Today: May 24, 2024


Confined by the paradigm of the modern day blockbuster, Gareth Edwards‘ Godzilla kowtows to any and all that have preceded, ticking the formulaic narrative boxes along the way. Owing a lot to the grand scale of Michael Bay’s Transformers – at times it could be Optimus Prime fighting Megatron as much as it’s Godzilla vs M.U.T.O. (Massive Unidentified Terrestrial Organism) – you’re presented with, arguably, as ‘big’ a blockbuster as you’ve ever seen.

There are glimpses of Edwards’ visual flare, first seen in his breakthrough and stand-out 2010 feature debut, Monsters, verging on brilliance (the jaw-dropping red skydive sequence); screaming, as loud as Godzilla himself, through the gaps left by the surrounding cage of clichés – promising something truly original but always encased in the inescapable bubble of Hollywood. There’s a blueprint to follow that will make the most money; so stick to it.

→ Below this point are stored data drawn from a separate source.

#[cfg(test)]
mod tests {
    use super::*;
    use crate::schedule::{reset_scheduler, run_until_idle};
    use crate::transport::mock::MockTransport;
    use serde_json::json;
    use spark_signals::signal;
    use std::rc::Rc;

    fn binding_with(
        transport: Rc<MockTransport>,
        args: Trackable<Value>,
        connected: Signal<bool>,
    ) -> SubscriptionBinding {
        SubscriptionBinding::new(
            ProcedurePath::parse("events.tail").unwrap(),
            args,
            SubscriptionOptions::default(),
            transport,
            connected,
            true,
        )
    }

    #[test]
    fn test_lifecycle_created_started_data() {
        reset_scheduler();
        let transport = MockTransport::new();
        let binding = binding_with(transport.clone(), Trackable::value(json!(null)), signal(true));

        assert_eq!(binding.state(), SubscriptionState::Created);
        assert!(!binding.subscribed());

        binding.subscribe();
        assert_eq!(binding.state(), SubscriptionState::Started);
        assert!(binding.subscribed());
        assert_eq!(transport.subscription_count(), 1);

        transport.last_subscription().emit(json!({"seq": 1}));
        assert_eq!(binding.data(), json!({"seq": 1}));
    }

    #[test]
    fn test_subscribe_is_idempotent() {
        reset_scheduler();
        let transport = MockTransport::new();
        let binding = binding_with(transport.clone(), Trackable::value(json!(null)), signal(true));

        binding.subscribe();
        binding.subscribe();
        binding.subscribe();
        assert_eq!(transport.subscription_count(), 1);
    }

    #[test]
    fn test_unsubscribe_reports_transport_terminal_state() {
        reset_scheduler();
        let transport = MockTransport::new();
        let binding = binding_with(transport.clone(), Trackable::value(json!(null)), signal(true));

        binding.subscribe();
        binding.unsubscribe();
        assert!(!binding.subscribed());
        assert_eq!(binding.state(), SubscriptionState::Stopped);

        // Some transports report Completed for a client-initiated
        // unsubscribe; the binding passes that through untouched.
        let transport = MockTransport::new();
        transport.complete_on_unsubscribe();
        let binding = binding_with(transport.clone(), Trackable::value(json!(null)), signal(true));
        binding.subscribe();
        binding.unsubscribe();
        assert!(!binding.subscribed());
        assert_eq!(binding.state(), SubscriptionState::Completed);
    }

    #[test]
    fn test_unsubscribe_when_not_subscribed_is_noop() {
        reset_scheduler();
        let transport = MockTransport::new();
        let binding = binding_with(transport.clone(), Trackable::value(json!(null)), signal(true));
        binding.unsubscribe();
        assert_eq!(binding.state(), SubscriptionState::Created);
    }

    #[test]
    fn test_reactive_args_resubscribe_through_unsubscribe() {
        reset_scheduler();
        let transport = MockTransport::new();
        let args = signal(json!({"room": "a"}));
        let binding = binding_with(
            transport.clone(),
            Trackable::from_signal(args.clone()),
            signal(true),
        );

        binding.subscribe();
        assert_eq!(transport.subscription_count(), 1);

        args.set(json!({"room": "b"}));
        // Old subscription is already closed; the new one opens next tick.
        assert!(!transport.subscriptions.borrow()[0].open.get());
        run_until_idle();

        assert_eq!(transport.subscription_count(), 2);
        assert_eq!(binding.state(), SubscriptionState::Started);
        assert!(binding.subscribed());
        assert_eq!(transport.last_subscription().args, json!({"room": "b"}));
    }

    #[test]
    fn test_arg_change_while_unsubscribed_is_silent() {
        reset_scheduler();
        let transport = MockTransport::new();
        let args = signal(json!(1));
        let binding = binding_with(
            transport.clone(),
            Trackable::from_signal(args.clone()),
            signal(true),
        );

        binding.subscribe();
        binding.unsubscribe();
        args.set(json!(2));
        run_until_idle();

        // No queued resubscription.
        assert_eq!(transport.subscription_count(), 1);
        assert!(!binding.subscribed());
    }

    #[test]
    fn test_pause_suppresses_reactive_resubscription() {
        reset_scheduler();
        let transport = MockTransport::new();
        let args = signal(json!("a"));
        let binding = binding_with(
            transport.clone(),
            Trackable::from_signal(args.clone()),
            signal(true),
        );

        binding.subscribe();
        transport.last_subscription().emit(json!("from-a"));

        binding.pause();
        args.set(json!("b"));
        run_until_idle();

        // Still the original subscription; data derived from the old
        // arguments is untouched.
        assert_eq!(transport.subscription_count(), 1);
        assert_eq!(binding.state(), SubscriptionState::Started);
        assert_eq!(binding.data(), json!("from-a"));

        binding.unpause();
        args.set(json!("c"));
        run_until_idle();

        // Exactly one resubscription.
        assert_eq!(transport.subscription_count(), 2);
        assert_eq!(transport.last_subscription().args, json!("c"));
    }

    #[test]
    fn test_stream_error_keeps_subscription_open() {
        reset_scheduler();
        let transport = MockTransport::new();
        let binding = binding_with(transport.clone(), Trackable::value(json!(null)), signal(true));

        binding.subscribe();
        transport.last_subscription().emit_error("stream hiccup");

        assert_eq!(
            binding.error(),
            Some(RpcError::Subscription("stream hiccup".to_string()))
        );
        assert!(binding.subscribed());
        assert_eq!(binding.state(), SubscriptionState::Started);
    }

    #[test]
    fn test_reconnect_resubscribes_after_genuine_disconnect() {
        reset_scheduler();
        let transport = MockTransport::new();
        let connected = signal(true);
        let binding = binding_with(
            transport.clone(),
            Trackable::value(json!(null)),
            connected.clone(),
        );

        binding.subscribe();
        assert_eq!(transport.subscription_count(), 1);

        connected.set(false);
        assert!(!binding.subscribed());

        connected.set(true);
        assert!(binding.subscribed());
        assert_eq!(transport.subscription_count(), 2);
        assert_eq!(binding.state(), SubscriptionState::Started);
    }

    #[test]
    fn test_reconnect_ignores_pause() {
        reset_scheduler();
        let transport = MockTransport::new();
        let connected = signal(true);
        let binding = binding_with(
            transport.clone(),
            Trackable::value(json!(null)),
            connected.clone(),
        );

        binding.subscribe();
        binding.pause();

        connected.set(false);
        connected.set(true);

        assert!(binding.subscribed());
        assert_eq!(transport.subscription_count(), 2);
    }

    #[test]
    fn test_reconnect_without_prior_subscription_does_nothing() {
        reset_scheduler();
        let transport = MockTransport::new();
        let connected = signal(true);
        let _binding = binding_with(
            transport.clone(),
            Trackable::value(json!(null)),
            connected.clone(),
        );

        connected.set(false);
        connected.set(true);
        assert_eq!(transport.subscription_count(), 0);
    }

    #[test]
    fn test_initial_connect_is_not_a_reconnect() {
        reset_scheduler();
        let transport = MockTransport::new();
        // The signal starts disconnected; the first connect must not open
        // anything by itself.
        let connected = signal(false);
        let _binding = binding_with(
            transport.clone(),
            Trackable::value(json!(null)),
            connected.clone(),
        );

        connected.set(true);
        assert_eq!(transport.subscription_count(), 0);
    }

    #[test]
    fn test_dispose_forces_unsubscribe() {
        reset_scheduler();
        let transport = MockTransport::new();
        let args = signal(json!(1));
        let binding = binding_with(
            transport.clone(),
            Trackable::from_signal(args.clone()),
            signal(true),
        );

        binding.subscribe();
        binding.dispose();

        assert!(!binding.subscribed());
        assert!(!transport.subscriptions.borrow()[0].open.get());

        // Disposed bindings ignore everything.
        args.set(json!(2));
        binding.subscribe();
        run_until_idle();
        assert_eq!(transport.subscription_count(), 1);
    }

    #[test]
    fn test_unsubscribe_cancels_pending_async_open() {
        reset_scheduler();
        let transport = MockTransport::new();
        let source = Trackable::async_getter(|deliver| {
            defer_one_step(move || deliver(Some(json!("late"))));
        });
        let binding = binding_with(transport.clone(), source, signal(true));

        binding.subscribe();
        assert!(!binding.subscribed());

        // The arguments have not resolved yet; this must still win.
        binding.unsubscribe();
        run_until_idle();
        assert_eq!(transport.subscription_count(), 0);
        assert!(!binding.subscribed());

        // The cancel is consumed; a later subscribe opens normally.
        binding.subscribe();
        run_until_idle();
        assert_eq!(transport.subscription_count(), 1);
        assert!(binding.subscribed());
    }

    #[test]
    fn test_sentinel_args_skip_subscription() {
        reset_scheduler();
        let transport = MockTransport::new();
        let binding = binding_with(transport.clone(), Trackable::getter(|| None), signal(true));

        binding.subscribe();
        assert_eq!(transport.subscription_count(), 0);
        assert!(!binding.subscribed());
        assert_eq!(binding.state(), SubscriptionState::Created);
    }
}
//! Procedure registry - validated paths over a statically known procedure set.
//!
//! Remote procedures are addressed by dot-delimited paths (`"greeting.hello"`).
//! Instead of walking a dynamic object tree and faulting at call time on a
//! typo, the client is configured with an explicit registry of every
//! procedure it may bind. Binding factories resolve paths against this
//! registry up front, so an unknown path or a kind mismatch is a
//! configuration error at the call site, never a runtime fault mid-request.

use std::collections::HashMap;
use std::fmt;

use serde::{Deserialize, Serialize};

use crate::error::RpcError;

// =============================================================================
// Method Kind
// =============================================================================

/// What a registered procedure is allowed to do.
#[derive(Debug, Clone, Copy, PartialEq, Eq, Hash, Serialize, Deserialize)]
pub enum MethodKind {
    /// Read-only remote call.
    Query,
    /// Mutating remote call.
    Mutation,
    /// Long-lived streaming topic.
    Subscription,
}

// =============================================================================
// Procedure Path
// =============================================================================

/// A validated, dot-delimited procedure path.
///
/// Construction is the only place validation happens; everything downstream
/// (transport, bindings, registry) can rely on non-empty segments.
///
/// # Example
///
/// ```ignore
/// use spark_rpc::procedures::ProcedurePath;
///
/// let path = ProcedurePath::parse("greeting.hello")?;
/// assert_eq!(path.segments(), &["greeting", "hello"]);
/// assert_eq!(path.to_string(), "greeting.hello");
/// ```
#[derive(Debug, Clone, PartialEq, Eq, Hash, Serialize, Deserialize)]
pub struct ProcedurePath {
    segments: Vec<String>,
}

impl ProcedurePath {
    /// Parse a dotted path. Empty paths and empty segments are rejected.
    pub fn parse(path: &str) -> Result<Self, RpcError> {
        if path.is_empty() {
            return Err(RpcError::InvalidPath(path.to_string()));
        }
        let segments: Vec<String> = path.split('.').map(str::to_string).collect();
        if segments.iter().any(String::is_empty) {
            return Err(RpcError::InvalidPath(path.to_string()));
        }
        Ok(Self { segments })
    }

    /// The path segments, in order.
    pub fn segments(&self) -> &[String] {
        &self.segments
    }
}

impl fmt::Display for ProcedurePath {
    fn fmt(&self, f: &mut fmt::Formatter<'_>) -> fmt::Result {
        write!(f, "{}", self.segments.join("."))
    }
}

// =============================================================================
// Procedure Registry
// =============================================================================

/// The statically known set of procedures a client may bind.
#[derive(Debug, Clone, Default)]
pub struct ProcedureRegistry {
    entries: HashMap<String, MethodKind>,
}

impl ProcedureRegistry {
    /// Create an empty registry.
    pub fn new() -> Self {
        Self::default()
    }

    /// Register a procedure under a dotted path.
    ///
    /// Re-registering a path overwrites its kind; registries are built once
    /// at configuration time.
    pub fn register(&mut self, path: &str, kind: MethodKind) -> Result<(), RpcError> {
        let parsed = ProcedurePath::parse(path)?;
        self.entries.insert(parsed.to_string(), kind);
        Ok(())
    }

    /// Builder-style [`register`](Self::register) for configuration literals.
    pub fn with(mut self, path: &str, kind: MethodKind) -> Self {
        // Invalid paths in a hardcoded registry literal are programmer error.
        if let Err(err) = self.register(path, kind) {
            panic!("invalid procedure registration: {err}");
        }
        self
    }

    /// Resolve a dotted path to a validated [`ProcedurePath`], checking that
    /// it is registered with the requested kind.
    pub fn resolve(&self, path: &str, requested: MethodKind) -> Result<ProcedurePath, RpcError> {
        let parsed = ProcedurePath::parse(path)?;
        let key = parsed.to_string();
        match self.entries.get(&key) {
            None => Err(RpcError::UnknownProcedure(key)),
            Some(registered) if *registered != requested => Err(RpcError::KindMismatch {
                path: key,
                registered: *registered,
                requested,
            }),
            Some(_) => Ok(parsed),
        }
    }

    /// Number of registered procedures.
    pub fn len(&self) -> usize {
        self.entries.len()
    }

    /// True when nothing is registered.
    pub fn is_empty(&self) -> bool {
        self.entries.is_empty()
    }
}
//! # spark-rpc
//!
//! Reactive RPC client bindings for Rust.
//!
//! Built on [spark-signals](https://github.com/RLabs-Inc/spark-signals) for
//! fine-grained reactivity. Callers declare queries, mutations, and
//! subscriptions against named remote procedures; the binding layer tracks
//! reactive inputs (arguments, headers), coalesces concurrent executions,
//! and publishes results, errors, and execution state as signals.
//!
//! ## Architecture
//!
//! ```text
//! RpcClient ─┬─ ExecutionRegistry (shared in-flight tracking)
//!            ├─ connectivity Signal<bool> (written by transport glue)
//!            ├─ query()/mutation() → ProcedureBinding ──┐
//!            └─ subscription()     → SubscriptionBinding ┴─→ RpcTransport
//! ```
//!
//! The wire client stays external: anything satisfying
//! [`RpcTransport`](transport::RpcTransport) (one completion-settled `call`,
//! one observer-driven `subscribe`) plugs in. Scheduling is single-threaded
//! and cooperative - deferred work runs on the next [`schedule::tick`],
//! which is also what collapses any number of synchronous triggers into
//! exactly one remote call.
//!
//! ## Modules
//!
//! - [`error`] - error taxonomy (fatal configuration vs captured failures)
//! - [`schedule`] - the scheduling-tick task queue
//! - [`procedures`] - validated paths and the static procedure registry
//! - [`executions`] - in-flight execution tracking
//! - [`tracking`] - trackable inputs and the reactivity classifier
//! - [`transport`] - the consumed transport interface
//! - [`procedure`] - the query/mutation execution scheduler
//! - [`subscription`] - the subscription lifecycle state machine
//! - [`client`] - the client façade and binding factories

pub mod client;
pub mod error;
pub mod executions;
pub mod procedure;
pub mod procedures;
pub mod schedule;
pub mod subscription;
pub mod tracking;
pub mod transport;

pub use client::{RpcClient, RpcClientConfig};
pub use error::RpcError;
pub use executions::{ExecutionRecord, ExecutionRegistry};
pub use procedure::{ProcedureBinding, ProcedureOptions};
pub use procedures::{MethodKind, ProcedurePath, ProcedureRegistry};
pub use schedule::{defer_one_step, run_until_idle, tick};
pub use subscription::{SubscriptionBinding, SubscriptionOptions, SubscriptionState};
pub use tracking::{classify, Classification, Trackable};
pub use transport::{
    CallCompletion, CallKind, RpcTransport, SubscriptionHandle, SubscriptionObserver,
};
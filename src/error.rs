//! Error taxonomy for the binding layer.
//!
//! Two families with very different propagation rules:
//!
//! - **Configuration errors** (`MissingTransport`, `InvalidPath`,
//!   `UnknownProcedure`, `KindMismatch`) are returned as `Err` from the
//!   façade constructor and the binding factories. They are the only errors
//!   a caller ever has to handle with `?`.
//! - **Remote failures** (`Remote`, `Subscription`) are never raised to the
//!   caller. They are captured into the binding's reactive error slot so UI
//!   consumers can observe them.
//!
//! The error type is `Clone + PartialEq` because it lives inside signals.

use thiserror::Error;

use crate::procedures::MethodKind;

/// Errors produced by the binding layer.
#[derive(Debug, Clone, PartialEq, Eq, Error)]
pub enum RpcError {
    /// No transport was supplied to the client configuration.
    /// The single fatal construction-time condition.
    #[error("no transport configured")]
    MissingTransport,

    /// A procedure path was empty or contained empty segments.
    #[error("invalid procedure path `{0}`")]
    InvalidPath(String),

    /// A procedure path is not present in the procedure registry.
    #[error("unknown procedure `{0}`")]
    UnknownProcedure(String),

    /// A procedure exists but was requested through the wrong factory
    /// (e.g. a mutation bound with `query()`).
    #[error("procedure `{path}` is registered as {registered:?}, requested as {requested:?}")]
    KindMismatch {
        path: String,
        registered: MethodKind,
        requested: MethodKind,
    },

    /// The remote call rejected. Captured into the binding's error slot,
    /// never re-thrown out of `execute()`.
    #[error("remote call failed: {0}")]
    Remote(String),

    /// The transport reported a subscription stream error. Captured via
    /// `on_error`; does not change the subscribed flag by itself.
    #[error("subscription error: {0}")]
    Subscription(String),
}
//! Scheduling tick - single-threaded cooperative task queue.
//!
//! The execution scheduler and the subscription lifecycle manager both defer
//! work by one "scheduling tick": all synchronous mutations that happen
//! before the deferral are guaranteed visible when the deferred task runs.
//! This is the mechanism behind execution coalescing - any number of
//! synchronous triggers collapse into one deferred remote call that reads
//! its reactive inputs exactly once, in their final state.
//!
//! The queue is thread-local, matching the single-threaded reactive model.
//! A host driving a real event loop calls [`tick`] once per loop turn;
//! tests call [`run_until_idle`].
//!
//! # Example
//!
//! ```ignore
//! use spark_rpc::schedule::{defer_one_step, tick};
//!
//! defer_one_step(|| println!("runs on the next tick"));
//! tick(); // drains the tasks queued above
//! ```

use std::cell::RefCell;
use std::collections::VecDeque;

/// A deferred unit of work.
pub type Task = Box<dyn FnOnce()>;

thread_local! {
    /// Tasks awaiting the next scheduling tick.
    static TASK_QUEUE: RefCell<VecDeque<Task>> = RefCell::new(VecDeque::new());
}

/// Upper bound for [`run_until_idle`] so a task that re-queues itself
/// forever fails a test instead of hanging it.
const MAX_IDLE_TICKS: usize = 1024;

/// Queue a task for the next scheduling tick.
///
/// Tasks queued during a [`tick`] run on the following tick, never the
/// current one.
pub fn defer_one_step(task: impl FnOnce() + 'static) {
    TASK_QUEUE.with(|queue| {
        queue.borrow_mut().push_back(Box::new(task));
    });
}

/// Run one scheduling tick.
///
/// Drains exactly the tasks that were queued before this call. Returns
/// `true` if any task ran.
pub fn tick() -> bool {
    // Snapshot the count first: tasks queued by the tasks we run here
    // belong to the next tick.
    let count = TASK_QUEUE.with(|queue| queue.borrow().len());
    if count == 0 {
        return false;
    }

    for _ in 0..count {
        let task = TASK_QUEUE.with(|queue| queue.borrow_mut().pop_front());
        match task {
            Some(task) => task(),
            None => break,
        }
    }
    true
}

/// Tick until the queue is empty.
///
/// Panics after [`MAX_IDLE_TICKS`] ticks - a binding that keeps re-queueing
/// itself is a bug, not a workload.
pub fn run_until_idle() {
    for _ in 0..MAX_IDLE_TICKS {
        if !tick() {
            return;
        }
    }
    panic!("scheduler did not become idle within {MAX_IDLE_TICKS} ticks");
}

/// Number of tasks currently queued.
pub fn pending_tasks() -> usize {
    TASK_QUEUE.with(|queue| queue.borrow().len())
}

/// Drop all queued tasks. Test isolation helper.
pub fn reset_scheduler() {
    TASK_QUEUE.with(|queue| queue.borrow_mut().clear());
}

In line with that, the marketing campaign has been very good but also very clever. All the, it must be said, excellent trailers that were released played very heavily on Bryan Cranston’s character as the lead of the movie. Discerning nod to Mr Hitchcock, circa 1960, here.

Cranston certainly delivers the (considerable) gravitas needed with the casting of KickAss (Aaron Taylor-Johnson) and one of those Olson girls (Elizabeth) who are both just fine but young and pretty rather than anything special or captivating. They are the peppercorn sauce to Cranston’s 24-day-aged sirloin steak.

Taylor-Johnson is almost unrecognisable here from his green spandex days but he makes an admirable attempt at stretching his acting talents to fill out a much more grown-up role (if you thought he was starting to bulk up in KickAss 2 then it appears he’s been very busy since). Ken Watanabe picks up the reins as senior statesman in the acting department and is always interesting to watch but spends much of his screen time looking either bemused or lost.

The best character in the film, after Cranston, is Godzilla himself; somewhere between giant amphibian Gorilla (‘Godzilla’ translates from the Japanese compound Gojira: half gorilla, half whale) and monstrously cute black Labrador, at one point even shooting puppy eyes at Taylor-Johnson, his size is formidable and his resolve indefatigable.

Our destructive neighbourhood leviathan goes up against the M.U.T.O.s, vast prehistoric creatures, from the depths of the Earth, who feed on radiation and will stop at nothing to get their lunch. The design of these beasts is close in concept to Edwards’ creations in Monsters; not alien or fantastical, they are believable evolutionary grotesque-isms; with suggestions of a bird’s wing here and an insect’s abdomen there. This is a nice angle; we all came from the same origins, the same primordial beginnings, these are just supermassive and prehistoric variations on those principal themes. The science is brief but feasible, making this more near-future reality than pure science-fiction fantasy.

As Watanabe’s Ishiro Serizawa says: “The arrogance of man is thinking nature is in their control, and not the other way around.”

In an attempt to polarise us against this ‘nature’ we spend a lot of time with the human characters, spoon-feeding us pathos and emotional engagement. When the gigantic CGI set pieces do occur they’re so sought after and vital that their impact is redoubled. The special effects are awesome in scope and quality anyway but when punctuating elongated and generic exposition scenes they’re even more welcome and enjoyable.

This is a monster movie with a celebrated history and it deserves credit for the manner in which it pays homage to its filmic ancestory. Setting half the film in Japan being a particularly nice touch, although clearly questionable is the sequence involving a Japanese nuclear power plant disaster. Yes it’s flabby, unoriginal and drags in places but it delivers where it absolutely must: in blockbuster over-the-top-special-effects-action-spectacular splendour.

Messrs Nolan and Whedon (Dark Knight and Avengers respectively) showed the world it’s possible to go big and still maintain a proper film with (a little bit of) soul along the way. Edwards joins that club but brings a little something of his own to the party. The visuals in Godzilla are faultless, which in a massive blockbuster monster-disaster movie is the key. And Edwards uses that key to knowingly unlock the doors on this impressive, albeit formulaic, modern day reimagining of a cinema classic.